Başarısız hikâyelerin sabahıydı ki ancak bu her zamankinden biraz farklı uyanıştı. Perdeler kapalı öylece tavana bakıyordu. Karanlık odayı aydınlatan hatalarını düşünürken yirmi beş yıldır yapamadıklarını ve hatta hiç yapamayacaklarını düşündü. Belki de bir yüzük sebepti bunların ortaya öylece çıkıvermesine. Anlam verememişti ve bir asır daha anlamayacaktı vazgeçtikten sonra gelenlerin kafasını. Dışarı çıkıp biraz gri havadan solumak istedi. Sigarasını yakarken durduk yere acı çekmeye başlamıştı ve birden şarkı söylemeye başladı. Komşularının onu duyup duymadığını merak etti. Ne olacak sanki diye içinden geçirdi çünkü bir Pazar günüydü ve yirmilerinde kız uzun zaman sonra gerçek bir şeyler hissediyordu. Tam da bununla yüzleşirken kapı çaldı. Birden istemsizce paniğe kapılmıştı. Komşularını aklından tamamen çıkarmış olsa gerek ki odasına yöneldi. Dağınık dolabından bir sweatshirt ve taytı üstüne geçirdi. Aynada şöyle bir kendisini kontrol etti. Evet tam olarak olması gerektiği durumdaydı. Hafif dağılmış saçları ve soğuk bakışları, renksiz suratıyla karşılaştı aynada. Ne olmuştu sahiden. Bir gece de miydi hepsi yoksa yirmi beş yılda mı?

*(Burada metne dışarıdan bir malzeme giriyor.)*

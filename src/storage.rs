//! Packed per-node storage.
//!
//! Each node owns one contiguous buffer of allocation [`Unit`]s. Children are
//! packed from the front, items from the back (item slot `i` lives at unit
//! `capacity - 1 - i`), and the free region sits between them so either side
//! can grow into it. Capacities are powers of two to amortize growth.

use std::fmt;
use std::mem;

use crate::bitmap::Slot;
use crate::node::{Entry, NodeRef};

/// One allocation cell of node storage.
pub enum Unit<K, V> {
    /// Part of the free region.
    Free,
    /// A child reference (front region).
    Child(NodeRef<K, V>),
    /// A key-value entry (back region).
    Item(Entry<K, V>),
}

impl<K, V> Default for Unit<K, V> {
    fn default() -> Self {
        Self::Free
    }
}

/// Rounds a requested unit count up to an allocation size.
#[inline]
#[must_use]
pub const fn rounded_capacity(units: usize) -> usize {
    if units == 0 { 0 } else { units.next_power_of_two() }
}

/// Contiguous buffer of children (front) and items (back).
pub struct Storage<K, V> {
    units: Box<[Unit<K, V>]>,
    items: usize,
    children: usize,
}

impl<K, V> Storage<K, V> {
    /// Creates empty storage able to hold `units` items and children.
    #[must_use]
    pub fn with_capacity(units: usize) -> Self {
        let capacity = rounded_capacity(units);
        Self {
            units: std::iter::repeat_with(|| Unit::Free).take(capacity).collect(),
            items: 0,
            children: 0,
        }
    }

    /// Total number of units allocated.
    #[inline]
    #[must_use]
    pub fn capacity(&self) -> usize {
        self.units.len()
    }

    /// Number of units in the free region.
    #[inline]
    #[must_use]
    pub fn free(&self) -> usize {
        self.units.len() - self.items - self.children
    }

    /// Number of stored items.
    #[inline]
    #[must_use]
    pub const fn item_count(&self) -> usize {
        self.items
    }

    /// Number of stored children.
    #[inline]
    #[must_use]
    pub const fn child_count(&self) -> usize {
        self.children
    }

    #[inline]
    fn item_index(&self, slot: Slot) -> usize {
        debug_assert!(slot.value() < self.items);
        self.units.len() - 1 - slot.value()
    }

    /// Returns the item at `slot`.
    ///
    /// # Panics
    ///
    /// Panics if the unit does not hold an item.
    #[must_use]
    pub fn item(&self, slot: Slot) -> &Entry<K, V> {
        match &self.units[self.item_index(slot)] {
            Unit::Item(entry) => entry,
            _ => panic!("storage unit at item {slot:?} is not an item"),
        }
    }

    /// Returns the item at `slot` mutably.
    ///
    /// # Panics
    ///
    /// Panics if the unit does not hold an item.
    pub fn item_mut(&mut self, slot: Slot) -> &mut Entry<K, V> {
        let index = self.item_index(slot);
        match &mut self.units[index] {
            Unit::Item(entry) => entry,
            _ => panic!("storage unit at item {slot:?} is not an item"),
        }
    }

    /// Returns the child at `slot`.
    ///
    /// # Panics
    ///
    /// Panics if the unit does not hold a child.
    #[must_use]
    pub fn child(&self, slot: Slot) -> &NodeRef<K, V> {
        debug_assert!(slot.value() < self.children);
        match &self.units[slot.value()] {
            Unit::Child(child) => child,
            _ => panic!("storage unit at child {slot:?} is not a child"),
        }
    }

    /// Returns the child at `slot` mutably.
    ///
    /// # Panics
    ///
    /// Panics if the unit does not hold a child.
    pub fn child_mut(&mut self, slot: Slot) -> &mut NodeRef<K, V> {
        debug_assert!(slot.value() < self.children);
        match &mut self.units[slot.value()] {
            Unit::Child(child) => child,
            _ => panic!("storage unit at child {slot:?} is not a child"),
        }
    }

    /// Iterates over items in slot order.
    pub fn items(&self) -> impl DoubleEndedIterator<Item = &Entry<K, V>> + ExactSizeIterator {
        let start = self.units.len() - self.items;
        self.units[start..].iter().rev().map(|unit| match unit {
            Unit::Item(entry) => entry,
            _ => unreachable!("item region holds a non-item unit"),
        })
    }

    /// Iterates over children in slot order.
    pub fn children(&self) -> impl DoubleEndedIterator<Item = &NodeRef<K, V>> + ExactSizeIterator {
        self.units[..self.children].iter().map(|unit| match unit {
            Unit::Child(child) => child,
            _ => unreachable!("child region holds a non-child unit"),
        })
    }

    /// Inserts `entry` at item `slot`, shifting later items toward the front.
    ///
    /// # Panics
    ///
    /// Panics if the free region is empty.
    pub fn insert_item(&mut self, slot: Slot, entry: Entry<K, V>) {
        assert!(self.free() > 0, "node storage is full");
        debug_assert!(slot.value() <= self.items);
        let capacity = self.units.len();
        let first = capacity - self.items - 1;
        let target = capacity - 1 - slot.value();
        self.units[first..=target].rotate_left(1);
        self.units[target] = Unit::Item(entry);
        self.items += 1;
    }

    /// Removes and returns the item at `slot`, closing the gap.
    pub fn remove_item(&mut self, slot: Slot) -> Entry<K, V> {
        let capacity = self.units.len();
        let target = self.item_index(slot);
        let first = capacity - self.items;
        let Unit::Item(entry) = mem::take(&mut self.units[target]) else {
            unreachable!("item region holds a non-item unit");
        };
        self.units[first..=target].rotate_right(1);
        self.items -= 1;
        entry
    }

    /// Appends `entry` after the last item slot. No shifting is needed.
    ///
    /// # Panics
    ///
    /// Panics if the free region is empty.
    pub fn push_item(&mut self, entry: Entry<K, V>) {
        self.insert_item(Slot::new(self.items), entry);
    }

    /// Inserts `child` at child `slot`, shifting later children toward the back.
    ///
    /// # Panics
    ///
    /// Panics if the free region is empty.
    pub fn insert_child(&mut self, slot: Slot, child: NodeRef<K, V>) {
        assert!(self.free() > 0, "node storage is full");
        debug_assert!(slot.value() <= self.children);
        self.units[slot.value()..=self.children].rotate_right(1);
        self.units[slot.value()] = Unit::Child(child);
        self.children += 1;
    }

    /// Removes and returns the child at `slot`, closing the gap.
    pub fn remove_child(&mut self, slot: Slot) -> NodeRef<K, V> {
        debug_assert!(slot.value() < self.children);
        let Unit::Child(child) = mem::take(&mut self.units[slot.value()]) else {
            unreachable!("child region holds a non-child unit");
        };
        self.units[slot.value()..self.children].rotate_left(1);
        self.children -= 1;
        child
    }

    /// Moves every unit into a larger buffer with at least `extra` free units.
    ///
    /// Used only on uniquely owned storage that ran out of room.
    pub fn grow(&mut self, extra: usize) {
        let mut grown = Self::with_capacity(self.items + self.children + extra);
        let capacity = grown.units.len();
        let old_capacity = self.units.len();
        for i in 0..self.children {
            grown.units[i] = mem::take(&mut self.units[i]);
        }
        for i in 0..self.items {
            grown.units[capacity - 1 - i] = mem::take(&mut self.units[old_capacity - 1 - i]);
        }
        grown.items = self.items;
        grown.children = self.children;
        #[cfg(feature = "tracing")]
        tracing::trace!(
            from = old_capacity,
            to = capacity,
            "storage: resized in place"
        );
        *self = grown;
    }

    /// Removes and returns the only stored item, leaving the storage empty.
    ///
    /// # Panics
    ///
    /// Panics unless the storage holds exactly one item and no children.
    pub fn take_only_item(&mut self) -> Entry<K, V> {
        assert!(
            self.items == 1 && self.children == 0,
            "storage does not hold a single item"
        );
        self.remove_item(Slot::ZERO)
    }

    /// Verifies the free-region bookkeeping against the actual unit layout.
    ///
    /// # Panics
    ///
    /// Panics if any unit is out of place.
    pub fn check_layout(&self) {
        let capacity = self.units.len();
        assert!(self.items + self.children <= capacity, "storage overflow");
        for (i, unit) in self.units.iter().enumerate() {
            let ok = if i < self.children {
                matches!(unit, Unit::Child(_))
            } else if i >= capacity - self.items {
                matches!(unit, Unit::Item(_))
            } else {
                matches!(unit, Unit::Free)
            };
            assert!(ok, "storage unit {i} is out of place");
        }
    }
}

impl<K: Clone, V: Clone> Storage<K, V> {
    /// Duplicates the storage, sharing children and cloning items, leaving at
    /// least `extra` free units.
    #[must_use]
    pub fn copy(&self, extra: usize) -> Self {
        let mut copy = Self::with_capacity(self.items + self.children + extra);
        let capacity = copy.units.len();
        for (i, child) in self.children().enumerate() {
            copy.units[i] = Unit::Child(NodeRef::clone(child));
        }
        for (i, entry) in self.items().enumerate() {
            copy.units[capacity - 1 - i] = Unit::Item(entry.clone());
        }
        copy.items = self.items;
        copy.children = self.children;
        copy
    }
}

impl<K, V> fmt::Debug for Storage<K, V> {
    fn fmt(&self, f: &mut fmt::Formatter<'_>) -> fmt::Result {
        f.debug_struct("Storage")
            .field("capacity", &self.capacity())
            .field("items", &self.items)
            .field("children", &self.children)
            .field("free", &self.free())
            .finish()
    }
}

            Kapının dürbününden bakarken boğazındaki düğümü fark etti. Ilık ılık bir şey indiğini hissetti içinden. Bir tahmini vardı ama kendi tahmininden bile korkuyordu. Ne yapacağını nasıl davranacağını bilemez halde geçmişi kafasından süzmeye karar verdi beklerken. Koridorun ışıklarını görebiliyordu. Her yanan sarı ışık sanki başka bir soruydu onun için. O anda büyülü bir kapısının olmasını istemişti. Girenin kaybolduğu, gidenin çıkamadığı… Neyse ki zilin sesi takıldığı yerden onu harekete geçirmeye yetti. Unuttuğunu sanmıştı simasını bu yüzden bitsin bir an önce diye kapıyı açıverdi hızlıca. İşte ordaydı, dikiliyordu yüzünde tuhaf gülüşüyle.’’ İnanmıyordun değil mi dedi’’ adam usulca ve içeriye yeltendi sormadan. Tam da ona göre bir hareketti. 2 yıldır düzenli olarak yaptığı tek şey buydu. Arada sırada öylece gelip kendini kızın kollarına atmaktan başka ne yapmıştı ki zaten. Ayakkabılarını çıkartmak için vestiyere oturdu. Kızsa öylece onu izliyordu. Adam yüzüne bakıp kollarını açtı. Kız isteyerek mi yoksa alışkanlıktan mı bilmeyerek ona doğru yöneldi.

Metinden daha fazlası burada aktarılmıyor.